On its official Facebook page, the CHRC said they should “observe twenty-four hours of non-violence and free of any exactions” and that they should “make a significant gesture towards lasting peace, a vector of development”.
“The Commission commends and further encourages the populations of the Far North, North-West and South-West Regions who are, for the majority, in favour of the return and maintenance of peace in these regions, and who relentlessly denounce the terrorists hiding in their respective localities while providing support to the defence and security forces,” the CHRC wrote.
This year’s International Day of Peace is being commemorated under the theme, “Actions for Peace: Our Ambition for Global Goals”.
The day was instituted in 1981 by the United Nations General Assembly to celebrate ideals of peace through a 24-hour ceasefire worldwide.
In a speech to mark this year’s commemoration, the UN’s Secretary-General, António Guterres, said the world needs peace today more than ever.
“War and conflict are unleashing devastation, poverty, and hunger, and driving tens of millions of people from their homes.

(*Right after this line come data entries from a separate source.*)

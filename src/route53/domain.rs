// Copyright (c) 2025 Erick Bourgeois, firestoned
// SPDX-License-Identifier: MIT

//! Root-domain classification.
//!
//! A name with two labels or fewer is a root domain; anything longer is a
//! subdomain whose root is its last two labels. Multi-label public suffixes
//! such as `co.uk` are not recognised: single-label TLDs are assumed.

use crate::dns_errors::ZoneError;

/// Classification of a domain name.
#[derive(Clone, Debug, PartialEq, Eq)]
pub struct DomainClass {
    pub is_root: bool,
    pub root: String,
}

/// Classify `name` as a root domain or a subdomain and derive its root.
///
/// A trailing dot is ignored.
///
/// # Example
///
/// ```rust
/// use hostzone::route53::domain::classify;
///
/// let class = classify("a.example.com");
/// assert!(!class.is_root);
/// assert_eq!(class.root, "example.com");
/// ```
#[must_use]
pub fn classify(name: &str) -> DomainClass {
    let name = name.trim_end_matches('.');
    let labels: Vec<&str> = name.split('.').collect();

    if labels.len() <= 2 {
        return DomainClass {
            is_root: true,
            root: name.to_string(),
        };
    }

    DomainClass {
        is_root: false,
        root: labels[labels.len() - 2..].join("."),
    }
}

/// True if `name` is a strict subdomain of `root` by whole-label suffix.
///
/// Comparison is case-insensitive and ignores trailing dots. A name is not a
/// subdomain of itself, and `badexample.com` is not a subdomain of `example.com`.
#[must_use]
pub fn is_subdomain_of(name: &str, root: &str) -> bool {
    let name = name.trim_end_matches('.').to_ascii_lowercase();
    let root = root.trim_end_matches('.').to_ascii_lowercase();

    if root.is_empty() || name.len() <= root.len() {
        return false;
    }

    name.strip_suffix(&root)
        .is_some_and(|prefix| prefix.len() > 1 && prefix.ends_with('.'))
}

/// Check that `domain` can be delegated from `root_domain`.
///
/// Private hosted zones have no delegation set, so there are no name servers
/// to publish in the root zone.
///
/// # Errors
///
/// Returns [`ZoneError::InvalidDomain`] if either name is empty, `domain`
/// is not a strict subdomain of `root_domain`, or the zone is private.
pub fn validate_delegation(
    domain: &str,
    root_domain: &str,
    is_private: bool,
) -> Result<(), ZoneError> {
    let invalid = |reason: &str| ZoneError::InvalidDomain {
        domain: domain.to_string(),
        root_domain: root_domain.to_string(),
        reason: reason.to_string(),
    };

    if domain.trim().is_empty() {
        return Err(invalid("domain name is empty"));
    }
    if root_domain.trim().is_empty() {
        return Err(invalid("root domain name is empty"));
    }
    if !is_subdomain_of(domain, root_domain) {
        return Err(invalid("domain is not a subdomain of the root domain"));
    }
    if is_private {
        return Err(invalid(
            "private hosted zones cannot be delegated from a root domain",
        ));
    }

    Ok(())
}

#[cfg(test)]
#[path = "domain_tests.rs"]
mod domain_tests;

Climate chaos is all around. And even peaceful countries are gripped by gaping inequalities and political polarization,” the UN scribe said.
This year’s International Day of Peace is the seventh edition since armed separatist conflict broke out in the English-speaking Regions of Cameroon in 2017.
Human rights excesses, including torture, arson, arbitrary arrests and detention, kidnapping, summary killings and school boycotts, have been enormous. Non-governmental organisations have continually faulted both Ambazonia separatist fighters and the Cameroon military for abusing and killing civilians.
Calls for the Cameroon Government to dialogue with separatists have been futile. Rather, the latter dampened hopes for a quick end to the conflict when the Secretary General at the Presidency distanced Cameroon from much-saluted peace talks the Canadian Government was mediating early this year.